What We Know and What We Don’t

I am reluctant to be too topical because it takes about two months before this column gets printed. But there is little doubt that 2009 will be a tough year for everyone, even with the extraordinary efforts our new president will muster to avert economic and social disaster.

We know the government will throw money at everything in an effort to pull the country out of this nosedive. We don’t know if it will work.

We know the drop in sales affected everyone, even big global jewelry brands. They went on an expansion kick over the last years and suddenly see a smaller pie to share. We don’t know how long it will take before there’s a real recovery and whether the world will look remotely as it did even a year ago.

We know a modest drop in sales can produce a huge drop in net profits. We don’t know how many companies will fail as a result and how much damage it will cause our industry.

In such a time, each of us will seek to develop personal and economic solutions that will sustain us past the worst. We are ill-equipped to deal with the macro effects but there are things we know and things we don’t.

Most prominently, we know credit will be hard to come by. Trillions of dollars have been wiped out by declining home values, bad credit card accounts, and steep declines in portfolio values. Banks are reluctant to lend to companies and individuals without stiff requirements for collateral, even under government prodding and planned guarantees. We have just emerged from an extended period of self-indulgent excesses that saw zero or negative savings rates.

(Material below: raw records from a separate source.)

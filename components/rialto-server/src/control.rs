//! `Control`: the client registry. Backs both `ApplicationStateChangeEvent`
//! fan-out (§4.1) and the `PingEvent`/`AckEvent` healthcheck exchange,
//! mirroring `IControl*.h`'s single registration surface for both.

use parking_lot::Mutex;
use rialto_heartbeat::{HeartbeatHandler, HeartbeatProcedure};
use rialto_media_session::{ApplicationStateBroadcaster, ClientNotifier, MediaPipelineSession, WebAudioSession};
use rialto_shared_types::{ApplicationState, ClientEvent, ControlHandle, IdGenerator, PingId, RialtoResult};
use std::collections::HashMap;
use std::os::fd::RawFd;
use std::sync::{Arc, Weak};

/// Registers the client-notification endpoints a server-wide broadcast or
/// healthcheck round needs to reach.
pub struct Control {
    clients: Mutex<HashMap<ControlHandle, Weak<dyn ClientNotifier>>>,
    handle_ids: IdGenerator,
    /// The Control-surface's own share of an in-flight ping: completed
    /// when the matching client calls back through `ack`.
    pending_acks: Mutex<HashMap<PingId, HeartbeatHandler>>,
}

impl Control {
    /// Creates an empty registry.
    pub fn new() -> Self {
        Self {
            clients: Mutex::new(HashMap::new()),
            handle_ids: IdGenerator::new(),
            pending_acks: Mutex::new(HashMap::new()),
        }
    }

    /// `registerClient(client) -> ControlHandle`.
    pub fn register_client(&self, client: Weak<dyn ClientNotifier>) -> ControlHandle {
        let handle: ControlHandle = self.handle_ids.next();
        self.clients.lock().insert(handle, client);
        handle
    }

    /// `unregisterClient(handle)`: subsequent broadcasts silently skip it.
    pub fn unregister_client(&self, handle: ControlHandle) {
        self.clients.lock().remove(&handle);
    }

    /// `getSharedMemory() -> {fd, size}`, delegated from the Control
    /// surface to the registry that actually owns the buffer.
    pub fn get_shared_memory(&self, playback: &rialto_media_session::PlaybackService) -> RialtoResult<(RawFd, usize)> {
        playback.shared_memory()
    }

    /// Fans `ping_id` out across both engines: one `HeartbeatHandler` per
    /// live media session and per live web-audio session (passed to that
    /// session's own `ping`), plus one handler representing the round trip
    /// to every currently-registered client, completed by a later `ack`.
    pub fn ping(
        control: &Arc<Self>,
        ping_id: PingId,
        sessions: &[Arc<MediaPipelineSession>],
        web_audio_sessions: &[Arc<WebAudioSession>],
    ) {
        let subsystem_count = sessions.len() + web_audio_sessions.len() + 1;
        let procedure = HeartbeatProcedure::new(subsystem_count);
        let control_for_ack = control.clone();
        let mut handlers = procedure.create_handlers(ping_id, move |id, success| {
            control_for_ack.broadcast_ack(id, success);
        });
        let client_share = handlers.pop().expect("subsystem_count is sessions.len() + web_audio_sessions.len() + 1, always >= 1");
        for session in sessions {
            let handler = handlers.pop().expect("one handler reserved per session");
            session.ping(handler);
        }
        for session in web_audio_sessions {
            let handler = handlers.pop().expect("one handler reserved per web-audio session");
            session.ping(handler);
        }
        control.pending_acks.lock().insert(ping_id, client_share);
        control.broadcast_ping(ping_id);
    }

    /// `ack(handle, pingId)`: the client's reply to a `PingEvent`,
    /// completing the Control-surface share of that ping's handlers.
    pub fn ack(&self, _handle: ControlHandle, ping_id: PingId) {
        self.pending_acks.lock().remove(&ping_id);
    }

    fn broadcast_ping(&self, id: PingId) {
        for (&handle, client) in self.clients.lock().iter() {
            if let Some(client) = client.upgrade() {
                client.notify(ClientEvent::Ping { control_handle: handle, id });
            }
        }
    }

    fn broadcast_ack(&self, id: PingId, success: bool) {
        for client in self.clients.lock().values() {
            if let Some(client) = client.upgrade() {
                client.notify(ClientEvent::Ack { id, success });
            }
        }
    }
}

impl Default for Control {
    fn default() -> Self {
        Self::new()
    }
}

impl ApplicationStateBroadcaster for Control {
    fn broadcast(&self, state: ApplicationState) {
        for client in self.clients.lock().values() {
            if let Some(client) = client.upgrade() {
                client.notify(ClientEvent::ApplicationStateChange { state });
            }
        }
    }
}

#[cfg(test)]
mod tests {
    use super::*;
    use parking_lot::Mutex as PMutex;

    #[derive(Default)]
    struct RecordingNotifier {
        events: PMutex<Vec<ClientEvent>>,
    }

    impl ClientNotifier for RecordingNotifier {
        fn notify(&self, event: ClientEvent) {
            self.events.lock().push(event);
        }
    }

    #[test]
    fn unregistered_client_is_skipped_by_broadcast() {
        let control = Control::new();
        let notifier = Arc::new(RecordingNotifier::default());
        let handle = control.register_client(Arc::downgrade(&notifier) as _);
        control.unregister_client(handle);
        control.broadcast(ApplicationState::Running);
        assert!(notifier.events.lock().is_empty());
    }

    #[test]
    fn registered_client_receives_application_state_broadcast() {
        let control = Control::new();
        let notifier = Arc::new(RecordingNotifier::default());
        let _handle = control.register_client(Arc::downgrade(&notifier) as _);
        control.broadcast(ApplicationState::Running);
        assert_eq!(notifier.events.lock().len(), 1);
    }

    #[test]
    fn ping_with_no_sessions_acks_once_every_client_callback_arrives() {
        let control = Arc::new(Control::new());
        let notifier = Arc::new(RecordingNotifier::default());
        let _handle = control.register_client(Arc::downgrade(&notifier) as _);

        Control::ping(&control, PingId::from_raw(1), &[], &[]);
        assert!(notifier
            .events
            .lock()
            .iter()
            .any(|e| matches!(e, ClientEvent::Ping { id, .. } if *id == PingId::from_raw(1))));

        control.ack(ControlHandle::from_raw(0), PingId::from_raw(1));
        assert!(notifier
            .events
            .lock()
            .iter()
            .any(|e| matches!(e, ClientEvent::Ack { id, success } if *id == PingId::from_raw(1) && *success)));
    }
}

We don’t know how deep the problem is or how the public will react to this huge psychic shock, which has sunk consumer confidence to record lows. The consumer accounts for nearly 70 percent of GDP and a substantial percentage of global consumption. In the critical Christmas shopping period, the public held off spending on almost all non-essentials and across all income brackets.

A pre-election poll conducted by JCK showed that a majority of retailers favored John McCain. One manufacturer I spoke to said he had favored McCain because of his promise not to raise capital gains taxes. He added that those taxpayers “are his customers.” I can see that, but isn’t that focus also missing the point? We often hear about trickle-down economics—that prosperity at the top trickles down to the masses. But we have not seen that. The middle- and lower-income populations have fallen further behind just as the top tier has experienced a rapid rise in wealth. I think it works the other way—as the masses prosper, the rich do well. It’s a trickle-up economy. High-end jewelry buyers, regardless of profession, make their fortunes because everyone else is able to spend. The rich are beginning to realize this, which may account for their cutting back on luxury spending.

Perhaps government restraints on rampant corporate greed, exploitation, and the public’s cupidity might have helped—and may still help in the years to come—but mostly we are all, as a nation, responsible for where we are.

What can we do to move the needle?

De Beers recently moved to pump up year-end advertising that suggests the lasting value of diamonds and the buying of fewer but more important things. Whether that has significant impact or not, it does show their awareness of the problem and the desire to drive thinned-out discretionary spending toward diamonds.

While nobody else has that kind of budget, we do know that jewelry has been a favored purchase, even in the worst of times. I have heard anecdotes about that for many years. Even workers at the most menial jobs, we often see, wear jewelry.

We need to be particularly sensitive to these aspirational emotions in the coming months. Some large retailers have gone back to old techniques, like layaway, which is particularly valid these days. However you do it, help people buy what they can afford, and in a way that’s dignified and respects their motivation for buying from you, even if they’ve taken a financial hit.